The second program, Retrofit Chicago, provides tools to owners of commercial and residential buildings. This initiative sprang from a brainstorm involving energy companies, architects, climate and environmental advocacy organizations, urban planners, environmental engineers, and the city. It’s about sharing best practices and access to financing, and expediting city permits for owners of buildings large and small.

Launched in 2012, more than 30 buildings representing 28 million square feet in the city have already reduced energy consumption by 20 percent. “We publicly celebrate the leadership of these companies,” says Weigert, noting that no financial assistance from the city was required. Participants in the program include several major hotels, the Wrigley Building, 224 South Michigan (formerly known as the Santa Fe Building), and NBC Tower.

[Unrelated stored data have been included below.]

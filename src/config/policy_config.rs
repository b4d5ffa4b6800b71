use super::{
    super::error::{PolicyError, PolicyResult},
    ConfigParseError,
};
use chrono::Duration as ChronoDuration;
use mime::Mime;
use serde::{Deserialize, Serialize};
use std::{fmt, path::Path, time::Duration};
use tap::TapFallible;

/// 默认上传文件尺寸上限，20 MB
pub const DEFAULT_CONTENT_MAX_SIZE: u64 = 20 * 1024 * 1024;
/// 默认预定义 ACL
pub const DEFAULT_ACL: &str = "public-read";
/// 默认上传策略有效期，240 秒
pub const DEFAULT_TIME_FRAME: Duration = Duration::from_secs(240);
/// 默认 Content-Type
pub const DEFAULT_CONTENT_TYPE: &str = "image/png";

/// S3 支持的预定义 ACL 列表
pub const CANNED_ACLS: &[&str] = &[
    "private",
    "public-read",
    "public-read-write",
    "aws-exec-read",
    "authenticated-read",
    "bucket-owner-read",
    "bucket-owner-full-control",
    "log-delivery-write",
];

/// 上传策略配置信息
#[derive(Clone, Serialize, Deserialize, PartialEq, Eq, Default)]
pub struct PolicyConfig {
    bucket: String,

    #[serde(default)]
    key_prefix: String,

    #[serde(alias = "ak")]
    access_key: String,

    #[serde(alias = "sk")]
    secret_key: Option<String>,

    content_max_size: Option<u64>,
    acl: Option<String>,
    time_frame_s: Option<u64>,
    content_type: Option<String>,
}

impl PolicyConfig {
    /// 创建上传策略配置信息构建器
    pub fn builder(
        bucket: impl Into<String>,
        key_prefix: impl Into<String>,
        access_key: impl Into<String>,
    ) -> PolicyConfigBuilder {
        PolicyConfigBuilder::new(bucket, key_prefix, access_key)
    }

    /// 从 TOML 或 JSON 配置文件读取配置信息
    pub fn load(path: impl AsRef<Path>) -> PolicyResult<Self> {
        let path = path.as_ref();
        let bytes = std::fs::read(path).map_err(ConfigParseError::from)?;
        Self::parse(path, &bytes)
    }

    /// 解析配置信息，根据文件扩展名选择 TOML 或 JSON 格式
    pub fn parse(path: &Path, bytes: &[u8]) -> PolicyResult<Self> {
        let config: Self = match path.extension().and_then(|s| s.to_str()) {
            Some("toml") => toml::from_slice(bytes).map_err(ConfigParseError::from)?,
            Some("json") => serde_json::from_slice(bytes).map_err(ConfigParseError::from)?,
            _ => return Err(ConfigParseError::UnsupportedExtension(path.to_owned()).into()),
        };
        config
            .validate()
            .tap_err(|err| log::warn!("Invalid policy config in {:?}: {}", path, err))?;
        Ok(config)
    }

    /// 校验配置信息
    pub fn validate(&self) -> PolicyResult<()> {
        validate_bucket(&self.bucket)?;
        if self.access_key.is_empty() {
            return Err(PolicyError::EmptyAccessKey);
        }
        if !CANNED_ACLS.contains(&self.acl()) {
            return Err(PolicyError::UnknownAcl(self.acl().to_owned()));
        }
        self.content_type()
            .parse::<Mime>()
            .map_err(|err| PolicyError::InvalidContentType {
                content_type: self.content_type().to_owned(),
                source: err,
            })?;
        if self.content_max_size() == 0 {
            return Err(PolicyError::ZeroContentMaxSize);
        }
        let time_frame = self.time_frame();
        if time_frame == Duration::from_secs(0) {
            return Err(PolicyError::ZeroTimeFrame);
        }
        ChronoDuration::from_std(time_frame)
            .map_err(|_| PolicyError::TimeFrameOverflow(time_frame.as_secs()))?;
        Ok(())
    }

    /// 获取存储空间名称
    #[inline]
    pub fn bucket(&self) -> &str {
        &self.bucket
    }

    /// 获取存储空间上传地址
    #[inline]
    pub fn bucket_url(&self) -> String {
        format!("https://{}.s3.amazonaws.com", self.bucket)
    }

    /// 获取对象名称或对象名称前缀
    #[inline]
    pub fn key_prefix(&self) -> &str {
        &self.key_prefix
    }

    /// 获取 Access Key
    #[inline]
    pub fn access_key(&self) -> &str {
        &self.access_key
    }

    /// 获取配置文件中的 Secret Key
    #[inline]
    pub fn secret_key(&self) -> Option<&str> {
        self.secret_key.as_deref()
    }

    /// 获取上传文件尺寸上限
    #[inline]
    pub fn content_max_size(&self) -> u64 {
        self.content_max_size.unwrap_or(DEFAULT_CONTENT_MAX_SIZE)
    }

    /// 获取预定义 ACL
    #[inline]
    pub fn acl(&self) -> &str {
        self.acl.as_deref().unwrap_or(DEFAULT_ACL)
    }

    /// 获取上传策略有效期
    #[inline]
    pub fn time_frame(&self) -> Duration {
        self.time_frame_s
            .map(Duration::from_secs)
            .unwrap_or(DEFAULT_TIME_FRAME)
    }

    /// 获取 Content-Type
    ///
    /// 该值仅出现在表单字段中，上传策略本身接受任意 Content-Type
    #[inline]
    pub fn content_type(&self) -> &str {
        self.content_type.as_deref().unwrap_or(DEFAULT_CONTENT_TYPE)
    }
}

impl fmt::Debug for PolicyConfig {
    fn fmt(&self, f: &mut fmt::Formatter<'_>) -> fmt::Result {
        f.debug_struct("PolicyConfig")
            .field("bucket", &self.bucket)
            .field("key_prefix", &self.key_prefix)
            .field("access_key", &self.access_key)
            .field("content_max_size", &self.content_max_size)
            .field("acl", &self.acl)
            .field("time_frame_s", &self.time_frame_s)
            .field("content_type", &self.content_type)
            .finish()
    }
}

fn validate_bucket(bucket: &str) -> PolicyResult<()> {
    if bucket.is_empty() {
        return Err(PolicyError::EmptyBucket);
    }
    let valid_chars = bucket
        .bytes()
        .all(|b| b.is_ascii_lowercase() || b.is_ascii_digit() || b == b'.' || b == b'-');
    let valid_edges = bucket
        .bytes()
        .next()
        .into_iter()
        .chain(bucket.bytes().last())
        .all(|b| b.is_ascii_lowercase() || b.is_ascii_digit());
    if !(3..=63).contains(&bucket.len()) || !valid_chars || !valid_edges {
        return Err(PolicyError::InvalidBucket(bucket.to_owned()));
    }
    Ok(())
}

/// 上传策略配置信息构建器
#[derive(Debug)]
pub struct PolicyConfigBuilder(PolicyConfig);

impl PolicyConfigBuilder {
    /// 创建上传策略配置信息构建器
    pub fn new(
        bucket: impl Into<String>,
        key_prefix: impl Into<String>,
        access_key: impl Into<String>,
    ) -> Self {
        Self(PolicyConfig {
            bucket: bucket.into(),
            key_prefix: key_prefix.into(),
            access_key: access_key.into(),
            ..Default::default()
        })
    }

    /// 构建并校验上传策略配置信息
    #[inline]
    pub fn build(self) -> PolicyResult<PolicyConfig> {
        self.0.validate()?;
        Ok(self.0)
    }

    /// 配置 Secret Key
    #[inline]
    pub fn secret_key(mut self, secret_key: Option<String>) -> Self {
        self.0.secret_key = secret_key;
        self
    }

    /// 配置上传文件尺寸上限，默认为 20 MB
    #[inline]
    pub fn content_max_size(mut self, content_max_size: u64) -> Self {
        self.0.content_max_size = Some(content_max_size);
        self
    }

    /// 配置预定义 ACL，默认为 `public-read`
    #[inline]
    pub fn acl(mut self, acl: impl Into<String>) -> Self {
        self.0.acl = Some(acl.into());
        self
    }

    /// 配置上传策略有效期，默认为 240 秒，不足一秒的部分将被忽略
    #[inline]
    pub fn time_frame(mut self, time_frame: Duration) -> Self {
        self.0.time_frame_s = Some(time_frame.as_secs());
        self
    }

    /// 配置 Content-Type，默认为 `image/png`
    #[inline]
    pub fn content_type(mut self, content_type: impl Into<String>) -> Self {
        self.0.content_type = Some(content_type.into());
        self
    }
}

impl From<PolicyConfig> for PolicyConfigBuilder {
    #[inline]
    fn from(config: PolicyConfig) -> Self {
        PolicyConfigBuilder(config)
    }
}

Among multiple tactical assists for residents, the city created the “Solar Express,” which enables homeowners to get the necessary permitting for solar panel installation in a single day. Energy audits, insulation upgrades, efficient lighting, water use restrictors, and programmable thermostats are either free or available with low-cost financing for homeowners and landlords. Weigert adds that with so many global architecture and engineering firms in Chicago, what is tested here gets rolled out elsewhere. Indeed, more than 2,400 LEED-accredited professionals call Chicago home, and firms based here routinely work on major projects across the globe.

Sustainable Chicago 2015 also addresses the city’s stormwater problems. On the heels of four weather events over six years that qualified as 10-, 25- and 100-year storms, green methodologies such as permeable pavement, rain gardens, bioswales, infiltration planters, and tree planting programs are being put to work. These strategies got a huge boost in 2013 when $50 million in the city budget was allocated to its Green Stormwater Infrastructure Strategy—a clear commitment to mitigating the effects of climate change.

Other programs under the plan: urban community gardens that are staffed by hundreds of students employed in summer green-jobs program, a city-wide recycling program made coherent by a grid-based method of collection (it was formerly done by aldermanic district, a remnant of old machine politics), and climate change mitigation measures that include neighborhood cooling centers.

Chicago-style sustainability happens on a massive scale, even if it lacks a marquee program. “It’s many things,” says Weigert. “It’s jobs. It’s an integration of transportation and easy downtown access. People want to wake up in a home that is comfortable, with clean air and clean water, with transportation options and access to parks. Fundamental embedding of the function touches all corners of the city.”

The words we use may not matter. In this city of big shoulders, sustainability happens one building, one street, and one bike ride at a time.